BEGIN PROVIDED ENTRIES
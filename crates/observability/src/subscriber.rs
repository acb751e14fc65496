//! Tracing subscriber initialization.

use tracing_subscriber::EnvFilter;

/// Filter used when `RUST_LOG` is unset or unparsable.
pub const DEFAULT_DIRECTIVE: &str = "info";

/// Install the global subscriber.
///
/// `RUST_LOG` wins over `default_directive`. With `json` off, logs use the
/// compact human format (handy in tests). Returns `false` if a global
/// subscriber was already installed, in which case nothing changes.
pub fn init_with(default_directive: &str, json: bool) -> bool {
    let filter =
        EnvFilter::try_from_default_env().unwrap_or_else(|_| EnvFilter::new(default_directive));

    let builder = tracing_subscriber::fmt()
        .with_env_filter(filter)
        .with_timer(tracing_subscriber::fmt::time::SystemTime)
        .with_target(false);

    let installed = if json {
        builder.json().try_init()
    } else {
        builder.compact().with_test_writer().try_init()
    };
    installed.is_ok()
}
END PROVIDED ENTRIES
Determine how many lines of the data above contain the string "json", and give the result with nothing else.

### RESULT FOR THIS EXERCISE
4